**Task item**
Give every line of the listing word for word, beginning at the first and including the line with "use regex::Regex;" as the last.
START Data provided
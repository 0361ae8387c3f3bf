//! Splitting input into logical records.
//!
//! Decodes the input, cleans each physical line, and folds continuation
//! lines (stack frames, indented detail, `Caused by:` chains) into the record
//! they belong to, so a stack trace counts once.

use regex::Regex;
use serde::{Deserialize, Serialize};

use logsift_types::{LineRange, RawRecord};

use crate::ansi::strip_ansi;
use crate::decode::{Encoding, decode};
use crate::error::{EncodingError, RuleError};
use crate::patterns::header_regex;
use crate::rules::RuleSet;

/// Default cap on continuation lines folded into one record
pub const DEFAULT_MAX_CONTINUATION_LINES: usize = 200;

/// Unindented line starts that still continue the previous record
const CONTINUATION_MARKERS: &[&str] = &[
    "Caused by:",
    "caused by:",
    "Suppressed:",
    "Traceback ",
    "During handling of the above exception",
    "The above exception was the direct cause",
    "at ",
    "...",
    "\u{2514}", // └
    "\u{21b3}", // ↳
    "\u{2502}", // │
    "\u{251c}", // ├
];

/// Unindented exception header (`java.lang.IllegalStateException: closed`,
/// `ValueError: bad value`) that belongs to the trace above it
const EXCEPTION_HEADER: &str = r"^(?:[\w$]+\.)*[\w$]+(?:Error|Exception|Throwable)\b(?::|$)";

/// When a line joins the previous record
#[derive(Clone, Copy, Debug, Default, PartialEq, Eq, Serialize, Deserialize)]
#[serde(rename_all = "lowercase")]
pub enum ContinuationPolicy {
    /// Indented lines and stack-trace markers continue a record
    #[default]
    Indented,
    /// Every line without a recognized header continues a record
    Strict,
}

/// Turns decoded text into [`RawRecord`]s
#[derive(Clone, Debug)]
pub struct Normalizer {
    policy: ContinuationPolicy,
    max_continuation_lines: usize,

    /// Start of a new record (timestamp, level token, syslog date, JSON)
    header: Regex,

    exception_header: Regex,
}

impl Normalizer {
    pub fn new(rules: &RuleSet, policy: ContinuationPolicy) -> Result<Self, RuleError> {
        let header = header_regex(rules.tokens()).map_err(|source| RuleError::InvalidPattern {
            kind: "header",
            pattern: "<record header>".to_string(),
            source,
        })?;
        let exception_header =
            Regex::new(EXCEPTION_HEADER).map_err(|source| RuleError::InvalidPattern {
                kind: "exception header",
                pattern: EXCEPTION_HEADER.to_string(),
                source,
            })?;
        Ok(Self {
            policy,
            max_continuation_lines: DEFAULT_MAX_CONTINUATION_LINES,
            header,
            exception_header,
        })
    }

    /// Limit the number of continuation lines per record (at least 1)
    pub fn with_max_continuation_lines(mut self, max: usize) -> Self {
        self.max_continuation_lines = max.max(1);
        self
    }

    /// Decode `bytes` and split them into records
    pub fn normalize(
        &self,
        bytes: &[u8],
        declared: Option<Encoding>,
    ) -> Result<Vec<RawRecord>, EncodingError> {
        let text = decode(bytes, declared)?;
        Ok(self.split_records(&text))
    }

    /// Split already-decoded text into records
    pub fn split_records(&self, text: &str) -> Vec<RawRecord> {
        let mut records: Vec<RawRecord> = Vec::new();
        let mut current: Option<(String, LineRange)> = None;

        for (idx, physical) in text.lines().enumerate() {
            let line_no = idx + 1;
            let cleaned = strip_ansi(physical);
            let line = cleaned.trim_end();
            if line.trim_start().is_empty() {
                continue;
            }

            if let Some((text, range)) = current.as_mut()
                && range.line_count() <= self.max_continuation_lines
                && self.is_continuation(line)
            {
                text.push('\n');
                text.push_str(line);
                range.end = line_no;
                continue;
            }

            if let Some((text, range)) = current.take() {
                records.push(RawRecord::new(text, range));
            }
            current = Some((line.to_string(), LineRange::single(line_no)));
        }

        if let Some((text, range)) = current {
            records.push(RawRecord::new(text, range));
        }

        tracing::debug!(
            records = records.len(),
            policy = ?self.policy,
            "normalized input into records"
        );
        records
    }

    /// Whether `line` belongs to the record before it
    fn is_continuation(&self, line: &str) -> bool {
        if self.header.is_match(line) {
            return false;
        }
        match self.policy {
            ContinuationPolicy::Strict => true,
            ContinuationPolicy::Indented => {
                line.starts_with(char::is_whitespace)
                    || line.starts_with(['}', ']'])
                    || CONTINUATION_MARKERS.iter().any(|m| line.starts_with(m))
                    || self.exception_header.is_match(line)
            }
        }
    }
}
END Data provided
**Exercise response**
repository 0361ae8387c3f3bf
//! Splitting input into logical records.
//!
//! Decodes the input, cleans each physical line, and folds continuation
//! lines (stack frames, indented detail, `Caused by:` chains) into the record
//! they belong to, so a stack trace counts once.

use regex::Regex;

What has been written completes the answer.